Former Gov. Rick Scott, who had his own aircraft, got rid of state planes is 2011. That has left new Gov. Ron DeSantis flying in a modified seized drug plane, as the Florida Department of Law Enforcement shuttles him across the state.
“It is ridiculous, if we’re the third largest state in the union, that the governor is having to travel around in the manner he’s traveling around in right now,” Bradley, R-Fleming Island, said.
“I think it’s completely appropriate for him to have a secure means to move around the state.”
Days after DeSantis’ Jan. 8 inauguration, the seized drug plane had to make an emergency landing due to a mechanical problem that required the use of oxygen masks for the occupants, including DeSantis, his chief of staff Shane Strum and Attorney General Ashley Moody.

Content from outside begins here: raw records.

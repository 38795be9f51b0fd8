//! Redis-backed delay queue.
//!
//! Four structures per queue name:
//! - `waiting` list: items ready for dispatch, consumed FIFO;
//! - `delayed` zset: items scored by their fire time in epoch ms;
//! - `repeating` hash: repetition specs keyed by a caller-chosen key,
//!   distinct from the per-fire items they spawn;
//! - `active` hash and a capped `failed` list for the operational surface.
//!
//! Redis has no native repeat-with-interval, so due repetition specs re-arm
//! themselves when their fire is promoted into the waiting list. LPOP is
//! atomic, so every enqueued item reaches exactly one handler.

use chrono::Utc;
use log::{info, warn};
use redis::aio::MultiplexedConnection;
use redis::AsyncCommands;
use serde::{Deserialize, Serialize};
use serde_json::Value;
use std::collections::HashMap;
use std::sync::atomic::{AtomicU64, Ordering};
use std::sync::Arc;
use uuid::Uuid;

use crate::config::AppConfig;
use crate::infrastructure::queue::error::QueueError;

/// Failed items kept for inspection
const FAILED_LIST_CAP: isize = 100;

/// Scheduling options for a submission
#[derive(Debug, Clone, Default)]
pub struct SubmitOpts {
    /// Delay before the first fire, in milliseconds
    pub delay_ms: Option<u64>,
    /// Fire again this often after the first fire, in milliseconds
    pub repeat_every_ms: Option<u64>,
    /// Key identifying the repetition spec; required with repeat_every_ms
    pub repeat_key: Option<String>,
}

/// One enqueued fire
#[derive(Debug, Clone, Serialize, Deserialize)]
#[serde(rename_all = "camelCase")]
pub struct QueueItem {
    pub id: String,
    pub payload: Value,
    pub enqueued_at: i64,
}

impl QueueItem {
    fn new(payload: Value) -> Self {
        Self {
            id: Uuid::new_v4().to_string(),
            payload,
            enqueued_at: Utc::now().timestamp_millis(),
        }
    }

    /// The job id carried in the payload, if any
    pub fn job_id(&self) -> Option<&str> {
        self.payload.get("jobId").and_then(Value::as_str)
    }
}

/// A repetition spec stored in the repeating hash
#[derive(Debug, Clone, Serialize, Deserialize)]
#[serde(rename_all = "camelCase")]
pub struct RepeatEntry {
    pub payload: Value,
    pub every_ms: u64,
    pub next_fire_ms: i64,
}

/// An entry on the failed list
#[derive(Debug, Clone, Serialize, Deserialize)]
#[serde(rename_all = "camelCase")]
pub struct FailedItem {
    pub item: QueueItem,
    pub error: String,
    pub failed_at: i64,
}

/// Counters for the operational surface
#[derive(Debug, Clone, Copy, Serialize)]
pub struct QueueCounts {
    pub waiting: u64,
    pub active: u64,
    pub delayed: u64,
    pub repeating: u64,
    pub failed: u64,
}

/// Queue throughput metrics
#[derive(Debug, Default)]
pub struct QueueMetrics {
    pub total_enqueued: AtomicU64,
    pub total_completed: AtomicU64,
    pub total_failed: AtomicU64,
}

/// Redis-backed queue with delayed and repeating dispatch
#[derive(Clone)]
pub struct DelayQueue {
    conn: MultiplexedConnection,
    metrics: Arc<QueueMetrics>,
}

impl DelayQueue {
    /// Connect to the broker
    pub async fn connect(config: &AppConfig) -> Result<Self, QueueError> {
        let client = redis::Client::open(config.redis.url.as_str())
            .map_err(|e| QueueError::ConnectionError(e.to_string()))?;
        let conn = client
            .get_multiplexed_async_connection()
            .await
            .map_err(|e| QueueError::ConnectionError(e.to_string()))?;

        info!("Broker connection established");

        Ok(Self {
            conn,
            metrics: Arc::new(QueueMetrics::default()),
        })
    }

    /// Enqueue a payload according to the given schedule
    pub async fn submit(
        &self,
        name: &str,
        payload: Value,
        opts: SubmitOpts,
    ) -> Result<(), QueueError> {
        let mut conn = self.conn.clone();
        let now = Utc::now().timestamp_millis();

        if let Some(every_ms) = opts.repeat_every_ms {
            let repeat_key = opts.repeat_key.clone().ok_or_else(|| {
                QueueError::SerializationError(
                    "repeat_every_ms requires a repeat_key".to_string(),
                )
            })?;
            let first_delay = opts.delay_ms.unwrap_or(every_ms);
            let entry = RepeatEntry {
                payload,
                every_ms,
                next_fire_ms: now + first_delay as i64,
            };
            let raw = encode(&entry)?;
            let _: () = conn.hset(keys::repeating(name), repeat_key, raw).await?;
            self.metrics.total_enqueued.fetch_add(1, Ordering::Relaxed);
            return Ok(());
        }

        let item = QueueItem::new(payload);
        let raw = encode(&item)?;

        match opts.delay_ms {
            Some(delay_ms) if delay_ms > 0 => {
                let fire_at = now + delay_ms as i64;
                let _: () = conn.zadd(keys::delayed(name), raw, fire_at).await?;
            }
            _ => {
                let _: () = conn.rpush(keys::waiting(name), raw).await?;
            }
        }

        self.metrics.total_enqueued.fetch_add(1, Ordering::Relaxed);
        Ok(())
    }

    /// Promote due work and reserve the next ready item, if any.
    /// The reserved item is tracked in the active hash until the caller
    /// completes or fails it.
    pub async fn reserve_next(&self, name: &str) -> Result<Option<QueueItem>, QueueError> {
        self.promote_due(name).await?;

        let mut conn = self.conn.clone();
        let raw: Option<String> = conn.lpop(keys::waiting(name), None).await?;

        let Some(raw) = raw else {
            return Ok(None);
        };

        let item: QueueItem = decode(&raw)?;
        let _: () = conn.hset(keys::active(name), &item.id, &raw).await?;
        Ok(Some(item))
    }

    /// Mark a reserved item as handled
    pub async fn complete(&self, name: &str, item: &QueueItem) -> Result<(), QueueError> {
        let mut conn = self.conn.clone();
        let _: () = conn.hdel(keys::active(name), &item.id).await?;
        self.metrics.total_completed.fetch_add(1, Ordering::Relaxed);
        Ok(())
    }

    /// Mark a reserved item as failed and keep it on the capped failed list
    pub async fn fail(&self, name: &str, item: &QueueItem, error: &str) -> Result<(), QueueError> {
        let mut conn = self.conn.clone();
        let _: () = conn.hdel(keys::active(name), &item.id).await?;

        let failed = FailedItem {
            item: item.clone(),
            error: error.to_string(),
            failed_at: Utc::now().timestamp_millis(),
        };
        let raw = encode(&failed)?;
        let _: () = conn.lpush(keys::failed(name), raw).await?;
        let _: () = conn.ltrim(keys::failed(name), 0, FAILED_LIST_CAP - 1).await?;

        self.metrics.total_failed.fetch_add(1, Ordering::Relaxed);
        Ok(())
    }

    /// Move due delayed items and due repeat fires into the waiting list
    async fn promote_due(&self, name: &str) -> Result<(), QueueError> {
        let mut conn = self.conn.clone();
        let now = Utc::now().timestamp_millis();

        let due: Vec<String> = conn
            .zrangebyscore(keys::delayed(name), "-inf", now)
            .await?;
        for raw in due {
            let _: () = conn.rpush(keys::waiting(name), &raw).await?;
            let _: () = conn.zrem(keys::delayed(name), &raw).await?;
        }

        let repeating: HashMap<String, String> = conn.hgetall(keys::repeating(name)).await?;
        for (repeat_key, raw) in repeating {
            let Ok(mut entry) = decode::<RepeatEntry>(&raw) else {
                warn!(
                    "[QUEUE] Dropping unreadable repeat entry '{}'",
                    repeat_key
                );
                let _: () = conn.hdel(keys::repeating(name), &repeat_key).await?;
                continue;
            };

            if entry.next_fire_ms > now {
                continue;
            }

            let item = QueueItem::new(entry.payload.clone());
            let _: () = conn.rpush(keys::waiting(name), encode(&item)?).await?;

            // Re-arm relative to now so a stalled consumer does not replay
            // every missed interval as a burst.
            entry.next_fire_ms = now + entry.every_ms as i64;
            let _: () = conn
                .hset(keys::repeating(name), &repeat_key, encode(&entry)?)
                .await?;
        }

        Ok(())
    }

    /// Items waiting for dispatch
    pub async fn list_waiting(&self, name: &str) -> Result<Vec<QueueItem>, QueueError> {
        let mut conn = self.conn.clone();
        let raws: Vec<String> = conn.lrange(keys::waiting(name), 0, -1).await?;
        Ok(raws.iter().filter_map(|raw| decode(raw).ok()).collect())
    }

    /// Items currently reserved by handlers
    pub async fn list_active(&self, name: &str) -> Result<Vec<QueueItem>, QueueError> {
        let mut conn = self.conn.clone();
        let map: HashMap<String, String> = conn.hgetall(keys::active(name)).await?;
        Ok(map.values().filter_map(|raw| decode(raw).ok()).collect())
    }

    /// Items scheduled for a later fire
    pub async fn list_delayed(&self, name: &str) -> Result<Vec<QueueItem>, QueueError> {
        let mut conn = self.conn.clone();
        let raws: Vec<String> = conn.zrange(keys::delayed(name), 0, -1).await?;
        Ok(raws.iter().filter_map(|raw| decode(raw).ok()).collect())
    }

    /// Repetition specs keyed by their repeat key
    pub async fn list_repeating(
        &self,
        name: &str,
    ) -> Result<Vec<(String, RepeatEntry)>, QueueError> {
        let mut conn = self.conn.clone();
        let map: HashMap<String, String> = conn.hgetall(keys::repeating(name)).await?;
        Ok(map
            .into_iter()
            .filter_map(|(key, raw)| decode(&raw).ok().map(|entry| (key, entry)))
            .collect())
    }

    /// Recently failed items, newest first
    pub async fn list_failed(&self, name: &str) -> Result<Vec<FailedItem>, QueueError> {
        let mut conn = self.conn.clone();
        let raws: Vec<String> = conn.lrange(keys::failed(name), 0, -1).await?;
        Ok(raws.iter().filter_map(|raw| decode(raw).ok()).collect())
    }

    /// Current queue counters
    pub async fn counts(&self, name: &str) -> Result<QueueCounts, QueueError> {
        let mut conn = self.conn.clone();
        Ok(QueueCounts {
            waiting: conn.llen(keys::waiting(name)).await?,
            active: conn.hlen(keys::active(name)).await?,
            delayed: conn.zcard(keys::delayed(name)).await?,
            repeating: conn.hlen(keys::repeating(name)).await?,
            failed: conn.llen(keys::failed(name)).await?,
        })
    }

    /// Remove waiting and delayed fires carrying the given job id, plus its
    /// repetition spec. Already-reserved items are left to finish.
    pub async fn remove_by_job(&self, name: &str, job_id: &str) -> Result<u64, QueueError> {
        let mut conn = self.conn.clone();
        let mut removed = 0u64;

        let waiting: Vec<String> = conn.lrange(keys::waiting(name), 0, -1).await?;
        for raw in waiting {
            if let Ok(item) = decode::<QueueItem>(&raw) {
                if item.job_id() == Some(job_id) {
                    let count: i64 = conn.lrem(keys::waiting(name), 1, &raw).await?;
                    removed += count as u64;
                }
            }
        }

        let delayed: Vec<String> = conn.zrange(keys::delayed(name), 0, -1).await?;
        for raw in delayed {
            if let Ok(item) = decode::<QueueItem>(&raw) {
                if item.job_id() == Some(job_id) {
                    let count: i64 = conn.zrem(keys::delayed(name), &raw).await?;
                    removed += count as u64;
                }
            }
        }

        if self.remove_repeating(name, job_id).await? {
            removed += 1;
        }

        Ok(removed)
    }

    /// Cancel future fires of a repetition spec. Already-dispatched fires
    /// are unaffected.
    pub async fn remove_repeating(&self, name: &str, repeat_key: &str) -> Result<bool, QueueError> {
        let mut conn = self.conn.clone();
        let removed: i64 = conn.hdel(keys::repeating(name), repeat_key).await?;
        Ok(removed > 0)
    }

    /// Drop every structure of the queue
    pub async fn obliterate(&self, name: &str) -> Result<(), QueueError> {
        let mut conn = self.conn.clone();
        let _: () = conn
            .del(&[
                keys::waiting(name),
                keys::delayed(name),
                keys::repeating(name),
                keys::active(name),
                keys::failed(name),
            ])
            .await?;
        Ok(())
    }

    /// Queue throughput counters
    pub fn metrics(&self) -> (u64, u64, u64) {
        (
            self.metrics.total_enqueued.load(Ordering::Relaxed),
            self.metrics.total_completed.load(Ordering::Relaxed),
            self.metrics.total_failed.load(Ordering::Relaxed),
        )
    }
}

mod keys {
    pub fn waiting(name: &str) -> String {
        format!("watchq:{}:waiting", name)
    }

    pub fn delayed(name: &str) -> String {
        format!("watchq:{}:delayed", name)
    }

    pub fn repeating(name: &str) -> String {
        format!("watchq:{}:repeating", name)
    }

    pub fn active(name: &str) -> String {
        format!("watchq:{}:active", name)
    }

    pub fn failed(name: &str) -> String {
        format!("watchq:{}:failed", name)
    }
}

fn encode<T: Serialize>(value: &T) -> Result<String, QueueError> {
    serde_json::to_string(value).map_err(|e| QueueError::SerializationError(e.to_string()))
}

fn decode<T: serde::de::DeserializeOwned>(raw: &str) -> Result<T, QueueError> {
    serde_json::from_str(raw).map_err(|e| QueueError::SerializationError(e.to_string()))
}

After a meeting of his committee Wednesday, Bradley didn’t expand on funding or how a new state air fleet could be comprised.
House Speaker Jose Oliva, R-Miami Lakes, has said any new aircraft should be limited to the governor, with other leaders getting on board only if invited.
“I don’t know of too many situations that would require Cabinet officers or presiding (legislative) officers to get to a place in such a short time,” Oliva said last month.
“If there is some sort of tragedy, we can all make our way down in relatively short order. But I think the person that would be required to be there, in the event of an emergency, a tragedy, some pressing matter, I think the executive is the one that would have to get there.”